The financial crisis of 2008 and the high gasoline prices that have haunted consumers since has the Peak Oil debate pressuring enhanced oil recovery.
Today there are many countries talking about the long-term impact that the consequences of Peak Oil might have on their economies and world relations. Discussion is addressing how best to reduce the serious impact and consequences of a world experiencing the situation of not having enough affordable oil to meet demand. Discussion in the United States, the United Kingdom, Canada, Australia, Sweden and many others consider the concept of Peak Oil in some description or other, with attempts to put into place programs that will address the consequences of Peak Oil in a serious way by imposing politically mandated solutions.
That brings enhanced oil recovery techniques straight to the producers and consumers common interest. Enhanced oil recovery offers bringing oil to market that is already found, with the production equipment pretty much already in place and existing transport to refining and consumers in place and in most cases – all paid for.
The research on Microbial Enhanced Oil Recovery (MEOR), which uses microbes to recover oil, has been underway for about 70 years. Whether MEOR is practical and cost effective way to recover a portion of the oil that is trapped in global oil fields is beginning to get answered. It’s estimated that about 6.2 trillion barrels of oil remain trapped in the already discovered oil fields, something approximately more than 5 to almost 6 times what mankind has used in the past 150 years.
In the past people in the oil industry would have had said the following about MEOR – its old technology that doesn’t work. MEOR has carried the stigma of “snake-oil” over the years. MEOR has pretty much been in the category of “myth” to many oil veterans.
The reality was, there’s good reason for that view because prior MEOR efforts to recover oil using microbes simply didn’t work well, or if it did, the oil recovery was sporadic, unreliable – simply a “hit or miss” proposition that created a very negative reputation for MEOR in the oil industry. Flushing bugs into your well hasn’t looked so good so far.
But Titan Oil Recovery, a developer of new proprietary organic systems for oil recovery for the past 22 years has been quietly refining the technology with $30 million sunk into the effort. Based on actual and substantial documented field treatment results, it’s clear that one organic oil recovery method is real and it does work and shockingly well.

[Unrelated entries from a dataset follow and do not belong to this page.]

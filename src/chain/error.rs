//! Error types for the prompt chain.

use thiserror::Error;

use super::types::ChainStep;
use crate::error::LlmError;

/// Errors that end a chain run.
#[derive(Debug, Error)]
pub enum ChainError {
    /// Preconditions not met; no step was attempted.
    #[error("Chain configuration error: {0}")]
    Configuration(String),

    /// A step's generation call failed; later steps were not attempted.
    #[error("{step} step failed: {source}")]
    Generation {
        step: ChainStep,
        #[source]
        source: LlmError,
    },
}

impl ChainError {
    /// The step that failed, if the run got that far.
    pub fn step(&self) -> Option<ChainStep> {
        match self {
            ChainError::Configuration(_) => None,
            ChainError::Generation { step, .. } => Some(*step),
        }
    }

    /// Returns true for errors raised before any generation call.
    pub fn is_configuration(&self) -> bool {
        matches!(self, ChainError::Configuration(_))
    }
}

/// Result type alias for chain operations.
pub type ChainResult<T> = Result<T, ChainError>;
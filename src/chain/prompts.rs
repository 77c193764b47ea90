//! System instructions and prompt templates for the three chain steps.

use super::types::ChainStep;

/// System instruction for the build step.
pub const BUILDER_SYSTEM_PROMPT: &str = "You are an expert at business analysis and creation.";

/// System instruction for the critique step.
pub const CRITIC_SYSTEM_PROMPT: &str = "You are an expert business model critic with more than \
20 years of experience in evaluating business models. You are great at spotting inconsistencies \
in business models and identifying the weaknesses in particular components of the business \
model canvas.";

/// System instruction for the optimize step.
pub const OPTIMIZER_SYSTEM_PROMPT: &str = "You are an expert in optimizing business model \
canvases. You find creative ideas to address the issues raised in a critique, and your main \
function is to improve the business model canvas.";

const BUILD_PROMPT: &str = r#"Create a business model canvas based on the following information. The business model canvas should be coherent and consistent. Pay special attention to the uniqueness of the business model canvas.

Input from user:
{canvas}

Provide a detailed analysis and suggestions for each component."#;

const CRITIQUE_PROMPT: &str = r#"Critique the following business model canvas to identify areas for improvement and optimization. Pay special attention to inconsistencies between different parts of the business model. Identify room for improvement in terms of uniqueness.

Business Model Canvas:
{analysis}

Provide a detailed critical analysis highlighting issues and inconsistencies."#;

const OPTIMIZE_PROMPT: &str = r#"Create an optimized version of the business model canvas by addressing the following critical issues:

Original Business Model:
{analysis}

Critical Analysis:
{critique}

Provide a detailed optimized business model canvas addressing all identified issues."#;

/// Returns the system instruction for a step.
pub fn system_prompt(step: ChainStep) -> &'static str {
    match step {
        ChainStep::Build => BUILDER_SYSTEM_PROMPT,
        ChainStep::Critique => CRITIC_SYSTEM_PROMPT,
        ChainStep::Optimize => OPTIMIZER_SYSTEM_PROMPT,
    }
}

/// Prompt for the build step, embedding the canvas description.
pub fn build_prompt(canvas_description: &str) -> String {
    BUILD_PROMPT.replace("{canvas}", canvas_description)
}

/// Prompt for the critique step, embedding the build output.
pub fn critique_prompt(analysis: &str) -> String {
    CRITIQUE_PROMPT.replace("{analysis}", analysis)
}

/// Prompt for the optimize step, embedding the build and critique outputs.
pub fn optimize_prompt(analysis: &str, critique: &str) -> String {
    // Substitute the critique first so an analysis containing "{critique}"
    // is left untouched.
    OPTIMIZE_PROMPT
        .replace("{critique}", critique)
        .replacen("{analysis}", analysis, 1)
}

Titan Oil Recovery in explaining what has been accomplished over the past four years working with some major oil companies relies on substantial documentation. For the first time facts and findings support an organic oil recovery technology that does work and is being effectively used by oil companies in the United States and Canada.
How much more and at what cost?
Titan’s research efforts from the 1990s and early 2000s were applied at scale in oil fields beginning in 2007. From July 2007 to December 2010 meticulous records have been kept. The pilot, or development, or testing stage depending on one’s view, applied treatment to 106 wells in 15 oil fields. Results?
• 100% success rate on water injection well treatments.
• 80% success rate on oil production well treatments.
• 55 wells with 88 treatments showed an average production increase of 127%. 3 wells treated are still in the pending category (results still in progress).
• 98 treatments of the 106 treatments are completed – the remaining 8 treatments are in the pending category (results still in progress on three producers and five injection wells).
• The organic oil recovery process creates the desired oil production response in oil fields.
• Delivers excellent financial results for field operators.
• All 106 treatments cost operators a total of $2,616,194 ($24,681 each). Incremental barrel gain recorded from these treatments so far is 105,511 barrels valued at $8,440,913 ($80 each), for a 223% return. 8% of the treatments are still in the “pending” stage.
• Results from two fields treated with full-field applications–the ideal and recommended protocol—are highlighted in the charts below. Because of the extraordinary results, both operators wrote Society of Petroleum Engineers papers validating the success of the process. These are available on request or at the SPE website (SPE Paper #124319 for Husky Energy and SPE Paper #129742 for the Venoco Inc. paper).
• The average cost for each incremental barrel from those two fields was $7.81 per barrel.
This compares to $20-50 per incremental barrel for other enhanced oil recovery methods.
Here are graphic representations of the results in Canada and California.
Microbial Oil Recovery Investment Results
The cost per new barrel in Canada was $7.21 and in California $8.86. In a $100 per barrel world that’s just cheap.
Is this real? Chances are no one is going to roll Husky or Venoco into a scam. Actually, all of us should be grateful they let a decades old idea with poor results have another shot.
There is a huge list of questions. How long does the treatment last? Can it be repeated? Is adding water a good idea before treatment and how much? Titan’s site offers more, but one expects that as more oil field operators, managers, executives, mineral rights owners, stockholders, etc., get wind of this – everyone at Titan is going to be very busy.
One wonders, say 20% of the reserve was recovered conventionally. What new percentage has been established by the treatment – anxious consumers wish to know!
Congratulations Titan, and thanks for the perseverance.